As interactions between individuals and services increase, requests are more frequent and policy sets are larger. The evaluation performance of PDP (Policy Decision Point) plays a key role in the operation of a system. In order to solve bottlenecks of improving the PDP evaluation performance for large-scale policy sets, we propose an evaluation engine based on artificial neural networks, namely ANNPDP. We transform rules in a large-scale policy set described in the XACML (eXtensible Access Control Markup Language) into numerical rules. Evaluation networks are established and trained by the numerical rules. In order to ensure the accuracy, a misjudgment set is constructed for error corrections and stored by hash indexes.
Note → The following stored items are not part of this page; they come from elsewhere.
use std::str::FromStr;

use chrono::Utc;
use rust_decimal::Decimal;
use sqlx::{sqlite::SqliteRow, Row};

use innkeep_core::domain::property::{PaymentMethod, Property, PropertyId};

use super::{parse_u32, PropertyRepository, RepositoryError};
use crate::DbPool;

pub struct SqlPropertyRepository {
    pool: DbPool,
}

impl SqlPropertyRepository {
    pub fn new(pool: DbPool) -> Self {
        Self { pool }
    }
}

#[async_trait::async_trait]
impl PropertyRepository for SqlPropertyRepository {
    async fn find_by_id(&self, id: &PropertyId) -> Result<Option<Property>, RepositoryError> {
        let row = sqlx::query(
            "SELECT
                id,
                name,
                location,
                nightly_rate,
                currency,
                max_guests,
                check_in_time,
                check_out_time,
                amenities_json,
                approver_id,
                payment_methods_json
             FROM property
             WHERE id = ?",
        )
        .bind(&id.0)
        .fetch_optional(&self.pool)
        .await?;

        row.map(property_from_row).transpose()
    }

    async fn list(&self) -> Result<Vec<Property>, RepositoryError> {
        let rows = sqlx::query(
            "SELECT
                id,
                name,
                location,
                nightly_rate,
                currency,
                max_guests,
                check_in_time,
                check_out_time,
                amenities_json,
                approver_id,
                payment_methods_json
             FROM property
             ORDER BY id ASC",
        )
        .fetch_all(&self.pool)
        .await?;

        rows.into_iter().map(property_from_row).collect()
    }

    async fn save(&self, property: Property) -> Result<(), RepositoryError> {
        let amenities_json = serde_json::to_string(&property.amenities)
            .map_err(|error| RepositoryError::Decode(format!("could not encode amenities: {error}")))?;
        let payment_methods_json =
            serde_json::to_string(&property.payment_methods).map_err(|error| {
                RepositoryError::Decode(format!("could not encode payment methods: {error}"))
            })?;

        sqlx::query(
            "INSERT INTO property (
                id,
                name,
                location,
                nightly_rate,
                currency,
                max_guests,
                check_in_time,
                check_out_time,
                amenities_json,
                approver_id,
                payment_methods_json,
                updated_at
             ) VALUES (?, ?, ?, ?, ?, ?, ?, ?, ?, ?, ?, ?)
             ON CONFLICT(id) DO UPDATE SET
                name = excluded.name,
                location = excluded.location,
                nightly_rate = excluded.nightly_rate,
                currency = excluded.currency,
                max_guests = excluded.max_guests,
                check_in_time = excluded.check_in_time,
                check_out_time = excluded.check_out_time,
                amenities_json = excluded.amenities_json,
                approver_id = excluded.approver_id,
                payment_methods_json = excluded.payment_methods_json,
                updated_at = excluded.updated_at",
        )
        .bind(&property.id.0)
        .bind(&property.name)
        .bind(&property.location)
        .bind(property.nightly_rate.to_string())
        .bind(&property.currency)
        .bind(i64::from(property.max_guests))
        .bind(&property.check_in_time)
        .bind(&property.check_out_time)
        .bind(amenities_json)
        .bind(&property.approver_id)
        .bind(payment_methods_json)
        .bind(Utc::now().to_rfc3339())
        .execute(&self.pool)
        .await?;
        Ok(())
    }
}

fn property_from_row(row: SqliteRow) -> Result<Property, RepositoryError> {
    let id: String = row.try_get("id")?;
    let rate_raw = row.try_get::<String, _>("nightly_rate")?;
    let nightly_rate = Decimal::from_str(&rate_raw).map_err(|error| {
        RepositoryError::Decode(format!("invalid nightly_rate `{rate_raw}` for `{id}`: {error}"))
    })?;
    let amenities = serde_json::from_str::<Vec<String>>(&row.try_get::<String, _>("amenities_json")?)
        .map_err(|error| RepositoryError::Decode(format!("invalid amenities for `{id}`: {error}")))?;
    let payment_methods = serde_json::from_str::<Vec<PaymentMethod>>(
        &row.try_get::<String, _>("payment_methods_json")?,
    )
    .map_err(|error| {
        RepositoryError::Decode(format!("invalid payment methods for `{id}`: {error}"))
    })?;

    Ok(Property {
        name: row.try_get("name")?,
        location: row.try_get("location")?,
        nightly_rate,
        currency: row.try_get("currency")?,
        max_guests: parse_u32("max_guests", row.try_get("max_guests")?)?,
        check_in_time: row.try_get("check_in_time")?,
        check_out_time: row.try_get("check_out_time")?,
        amenities,
        approver_id: row.try_get("approver_id")?,
        payment_methods,
        id: PropertyId(id),
    })
}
By simulating the arrival of requests, ANNPDP is compared with the Sun PDP, HPEngine, XEngine, and SBA-XACML. The experiment results show that ANNPDP has: 1) high performance: if the number of requests reaches 10,000, the evaluation time of ANNPDP on the large-scale policy set with 100,000 rules is approximately 0.46, 0.93, 0.71, and 1.43 percent of that of the Sun PDP, HPEngine, XEngine, and SBA-XACML, respectively, and 2) stability: as the size of the large-scale policy set and the number of requests increase, the evaluation time of ANNPDP grows linearly. ANNPDP can satisfy the requirements of an authorization system with large-scale policy sets.